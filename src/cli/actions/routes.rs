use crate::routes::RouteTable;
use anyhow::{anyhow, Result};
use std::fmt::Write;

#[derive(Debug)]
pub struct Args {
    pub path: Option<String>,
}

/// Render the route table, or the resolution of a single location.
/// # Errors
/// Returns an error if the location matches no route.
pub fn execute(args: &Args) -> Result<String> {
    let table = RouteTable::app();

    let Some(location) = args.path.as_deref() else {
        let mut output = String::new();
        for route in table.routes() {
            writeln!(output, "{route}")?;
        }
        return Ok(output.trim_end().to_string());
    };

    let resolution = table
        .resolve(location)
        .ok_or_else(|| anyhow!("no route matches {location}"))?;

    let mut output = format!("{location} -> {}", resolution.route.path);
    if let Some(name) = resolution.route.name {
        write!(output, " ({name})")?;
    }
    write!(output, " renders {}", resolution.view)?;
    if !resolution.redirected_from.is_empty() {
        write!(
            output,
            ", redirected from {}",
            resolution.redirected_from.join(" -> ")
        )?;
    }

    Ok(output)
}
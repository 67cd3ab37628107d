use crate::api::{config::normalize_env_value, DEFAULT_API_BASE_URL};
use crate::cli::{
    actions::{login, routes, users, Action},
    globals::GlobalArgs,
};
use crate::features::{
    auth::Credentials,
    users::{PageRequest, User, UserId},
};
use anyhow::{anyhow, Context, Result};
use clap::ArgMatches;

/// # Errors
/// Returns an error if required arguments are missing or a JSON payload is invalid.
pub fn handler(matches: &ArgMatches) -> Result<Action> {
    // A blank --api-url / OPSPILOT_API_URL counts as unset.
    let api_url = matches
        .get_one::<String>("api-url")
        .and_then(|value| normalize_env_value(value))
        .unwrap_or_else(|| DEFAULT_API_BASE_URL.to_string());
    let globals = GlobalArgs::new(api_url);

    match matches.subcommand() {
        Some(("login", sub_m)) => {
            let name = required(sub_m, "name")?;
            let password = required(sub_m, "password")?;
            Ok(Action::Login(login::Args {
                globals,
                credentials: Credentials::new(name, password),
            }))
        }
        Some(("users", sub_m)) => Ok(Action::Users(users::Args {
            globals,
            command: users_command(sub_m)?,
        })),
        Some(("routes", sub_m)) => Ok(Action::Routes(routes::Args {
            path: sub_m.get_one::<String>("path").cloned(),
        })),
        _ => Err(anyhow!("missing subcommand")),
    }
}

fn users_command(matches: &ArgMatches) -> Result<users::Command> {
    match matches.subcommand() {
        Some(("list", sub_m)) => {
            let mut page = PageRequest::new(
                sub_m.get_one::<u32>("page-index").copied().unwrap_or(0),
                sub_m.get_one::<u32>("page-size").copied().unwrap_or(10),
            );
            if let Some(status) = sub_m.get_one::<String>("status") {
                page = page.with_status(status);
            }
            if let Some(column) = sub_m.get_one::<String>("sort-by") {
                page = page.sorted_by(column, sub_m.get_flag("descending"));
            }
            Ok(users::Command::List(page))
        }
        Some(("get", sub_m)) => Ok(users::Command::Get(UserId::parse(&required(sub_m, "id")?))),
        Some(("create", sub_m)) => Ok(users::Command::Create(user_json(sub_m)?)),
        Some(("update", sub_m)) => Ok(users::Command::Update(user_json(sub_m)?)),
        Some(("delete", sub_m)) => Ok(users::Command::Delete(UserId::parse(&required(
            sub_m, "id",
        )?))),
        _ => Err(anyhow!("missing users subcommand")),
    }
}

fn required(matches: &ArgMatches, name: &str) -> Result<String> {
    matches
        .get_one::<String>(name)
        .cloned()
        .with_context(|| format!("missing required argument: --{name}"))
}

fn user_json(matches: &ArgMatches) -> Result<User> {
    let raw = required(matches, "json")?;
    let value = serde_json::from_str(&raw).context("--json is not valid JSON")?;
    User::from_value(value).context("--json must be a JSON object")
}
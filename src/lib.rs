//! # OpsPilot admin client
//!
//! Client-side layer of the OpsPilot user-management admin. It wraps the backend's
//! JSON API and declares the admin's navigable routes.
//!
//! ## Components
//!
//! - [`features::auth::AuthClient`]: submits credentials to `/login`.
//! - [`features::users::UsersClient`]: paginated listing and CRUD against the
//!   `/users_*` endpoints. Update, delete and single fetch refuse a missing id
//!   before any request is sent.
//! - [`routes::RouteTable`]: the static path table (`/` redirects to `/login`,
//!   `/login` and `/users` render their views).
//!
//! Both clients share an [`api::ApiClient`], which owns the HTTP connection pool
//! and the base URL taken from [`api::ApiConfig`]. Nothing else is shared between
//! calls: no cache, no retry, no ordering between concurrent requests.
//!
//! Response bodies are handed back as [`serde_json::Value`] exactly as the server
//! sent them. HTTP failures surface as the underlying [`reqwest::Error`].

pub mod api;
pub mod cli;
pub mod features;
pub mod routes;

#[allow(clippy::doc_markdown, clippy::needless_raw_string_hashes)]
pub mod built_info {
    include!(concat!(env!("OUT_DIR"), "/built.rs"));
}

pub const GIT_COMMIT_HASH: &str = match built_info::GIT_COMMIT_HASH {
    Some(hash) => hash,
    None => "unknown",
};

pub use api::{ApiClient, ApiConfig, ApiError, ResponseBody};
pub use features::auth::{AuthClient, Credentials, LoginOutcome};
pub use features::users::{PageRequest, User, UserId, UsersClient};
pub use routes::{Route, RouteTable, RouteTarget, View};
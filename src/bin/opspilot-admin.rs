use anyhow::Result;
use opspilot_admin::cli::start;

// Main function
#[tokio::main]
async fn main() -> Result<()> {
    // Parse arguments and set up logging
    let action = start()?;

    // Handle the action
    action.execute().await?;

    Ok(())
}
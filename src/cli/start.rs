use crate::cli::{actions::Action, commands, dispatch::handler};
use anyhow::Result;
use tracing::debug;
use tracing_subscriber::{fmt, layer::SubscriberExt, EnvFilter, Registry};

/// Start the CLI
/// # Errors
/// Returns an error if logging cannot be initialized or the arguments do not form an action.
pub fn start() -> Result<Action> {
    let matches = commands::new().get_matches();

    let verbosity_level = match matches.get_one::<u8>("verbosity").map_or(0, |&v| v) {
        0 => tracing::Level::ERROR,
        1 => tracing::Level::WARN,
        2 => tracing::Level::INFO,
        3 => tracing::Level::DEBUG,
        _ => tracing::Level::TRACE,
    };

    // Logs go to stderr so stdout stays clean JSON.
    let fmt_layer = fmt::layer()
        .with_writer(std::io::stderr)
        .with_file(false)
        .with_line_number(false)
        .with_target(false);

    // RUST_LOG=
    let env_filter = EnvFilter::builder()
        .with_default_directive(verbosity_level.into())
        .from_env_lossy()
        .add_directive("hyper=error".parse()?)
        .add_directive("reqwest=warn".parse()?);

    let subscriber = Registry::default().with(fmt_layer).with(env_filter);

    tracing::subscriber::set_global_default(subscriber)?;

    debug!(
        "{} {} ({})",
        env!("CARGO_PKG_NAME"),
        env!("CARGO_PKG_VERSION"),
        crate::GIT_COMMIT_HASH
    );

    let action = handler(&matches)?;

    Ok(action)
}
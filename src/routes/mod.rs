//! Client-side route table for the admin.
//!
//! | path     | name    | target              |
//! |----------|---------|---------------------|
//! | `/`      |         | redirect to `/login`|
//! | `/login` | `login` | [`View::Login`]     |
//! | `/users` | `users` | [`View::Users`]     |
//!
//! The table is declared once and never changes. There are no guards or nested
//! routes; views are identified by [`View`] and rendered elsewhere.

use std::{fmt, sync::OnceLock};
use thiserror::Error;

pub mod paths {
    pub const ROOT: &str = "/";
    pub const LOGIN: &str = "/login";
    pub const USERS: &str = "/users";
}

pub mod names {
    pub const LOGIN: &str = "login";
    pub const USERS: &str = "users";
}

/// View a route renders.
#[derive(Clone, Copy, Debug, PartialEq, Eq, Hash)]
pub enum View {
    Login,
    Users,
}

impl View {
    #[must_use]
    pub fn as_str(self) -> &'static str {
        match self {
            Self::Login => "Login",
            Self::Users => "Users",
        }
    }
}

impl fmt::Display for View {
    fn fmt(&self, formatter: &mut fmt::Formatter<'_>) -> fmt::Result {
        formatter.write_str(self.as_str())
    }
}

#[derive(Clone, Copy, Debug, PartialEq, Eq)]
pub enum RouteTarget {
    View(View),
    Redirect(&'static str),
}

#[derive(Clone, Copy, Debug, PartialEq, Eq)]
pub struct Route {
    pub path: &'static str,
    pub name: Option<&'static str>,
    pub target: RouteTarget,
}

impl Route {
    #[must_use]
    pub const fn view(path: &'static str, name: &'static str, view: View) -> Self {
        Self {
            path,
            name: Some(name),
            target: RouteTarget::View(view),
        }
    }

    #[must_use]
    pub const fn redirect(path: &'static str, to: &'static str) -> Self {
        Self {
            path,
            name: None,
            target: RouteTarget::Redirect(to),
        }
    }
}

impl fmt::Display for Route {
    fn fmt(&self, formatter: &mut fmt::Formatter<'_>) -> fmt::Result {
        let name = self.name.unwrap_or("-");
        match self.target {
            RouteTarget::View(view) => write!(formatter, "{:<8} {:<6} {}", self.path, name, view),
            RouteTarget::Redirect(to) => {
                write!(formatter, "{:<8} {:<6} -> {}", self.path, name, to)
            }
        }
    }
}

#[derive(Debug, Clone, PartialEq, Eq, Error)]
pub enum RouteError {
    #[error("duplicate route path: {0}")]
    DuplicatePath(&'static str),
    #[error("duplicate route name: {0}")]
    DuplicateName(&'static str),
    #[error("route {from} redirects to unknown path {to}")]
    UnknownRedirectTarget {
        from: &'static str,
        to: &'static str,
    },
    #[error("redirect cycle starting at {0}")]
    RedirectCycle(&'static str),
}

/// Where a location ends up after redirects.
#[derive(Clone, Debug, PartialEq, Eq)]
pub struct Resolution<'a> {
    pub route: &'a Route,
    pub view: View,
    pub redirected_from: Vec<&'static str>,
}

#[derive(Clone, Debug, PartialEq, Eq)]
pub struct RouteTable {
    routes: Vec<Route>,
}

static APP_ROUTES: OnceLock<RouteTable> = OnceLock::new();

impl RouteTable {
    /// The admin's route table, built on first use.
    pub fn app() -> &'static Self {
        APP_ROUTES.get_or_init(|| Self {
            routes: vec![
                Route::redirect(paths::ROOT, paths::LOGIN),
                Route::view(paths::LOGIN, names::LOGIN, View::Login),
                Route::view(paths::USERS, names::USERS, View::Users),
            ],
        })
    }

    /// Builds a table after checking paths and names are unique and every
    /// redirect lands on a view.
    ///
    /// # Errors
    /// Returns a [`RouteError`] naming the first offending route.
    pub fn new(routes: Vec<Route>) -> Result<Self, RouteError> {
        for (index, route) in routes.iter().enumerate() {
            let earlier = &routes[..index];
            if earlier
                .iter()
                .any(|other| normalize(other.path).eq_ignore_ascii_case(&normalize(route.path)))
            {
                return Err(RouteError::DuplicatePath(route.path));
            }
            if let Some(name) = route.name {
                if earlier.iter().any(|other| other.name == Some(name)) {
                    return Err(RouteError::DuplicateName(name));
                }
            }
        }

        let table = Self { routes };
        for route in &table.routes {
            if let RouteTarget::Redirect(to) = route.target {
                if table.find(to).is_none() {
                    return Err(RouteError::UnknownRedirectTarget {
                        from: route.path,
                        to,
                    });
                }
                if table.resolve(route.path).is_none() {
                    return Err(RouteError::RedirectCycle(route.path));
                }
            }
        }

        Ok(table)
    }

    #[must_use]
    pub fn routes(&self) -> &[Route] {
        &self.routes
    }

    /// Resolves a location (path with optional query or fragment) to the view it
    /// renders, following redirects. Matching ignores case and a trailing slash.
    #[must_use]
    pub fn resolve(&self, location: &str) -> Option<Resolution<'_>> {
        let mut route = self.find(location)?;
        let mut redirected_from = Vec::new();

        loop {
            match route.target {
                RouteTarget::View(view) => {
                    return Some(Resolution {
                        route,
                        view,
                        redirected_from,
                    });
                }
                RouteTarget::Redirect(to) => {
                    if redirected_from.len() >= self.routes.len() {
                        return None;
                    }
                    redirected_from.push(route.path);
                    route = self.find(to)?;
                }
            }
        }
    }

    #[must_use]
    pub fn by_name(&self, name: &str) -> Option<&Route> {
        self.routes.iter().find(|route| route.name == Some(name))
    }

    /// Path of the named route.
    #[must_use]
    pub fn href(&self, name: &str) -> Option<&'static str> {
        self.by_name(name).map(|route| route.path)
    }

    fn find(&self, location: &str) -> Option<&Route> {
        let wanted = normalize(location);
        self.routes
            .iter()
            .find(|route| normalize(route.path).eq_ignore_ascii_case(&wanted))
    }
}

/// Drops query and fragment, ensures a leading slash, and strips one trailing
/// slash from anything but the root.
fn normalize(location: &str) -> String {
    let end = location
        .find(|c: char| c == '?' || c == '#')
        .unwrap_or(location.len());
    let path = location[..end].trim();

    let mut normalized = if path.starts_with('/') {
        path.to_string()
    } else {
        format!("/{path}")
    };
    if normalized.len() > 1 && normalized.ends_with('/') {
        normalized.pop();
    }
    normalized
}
^^^^^^^^^^^^^^^^
### What needs to be done
Repeat word for word every line from the start of the entries to the line holding "let table = RouteTable::app();", inclusive, and nothing else.

### Answer area
filename src/cli/actions/routes.rs
use crate::routes::RouteTable;
use anyhow::{anyhow, Result};
use std::fmt::Write;

#[derive(Debug)]
pub struct Args {
    pub path: Option<String>,
}

/// Render the route table, or the resolution of a single location.
/// # Errors
/// Returns an error if the location matches no route.
pub fn execute(args: &Args) -> Result<String> {
    let table = RouteTable::app();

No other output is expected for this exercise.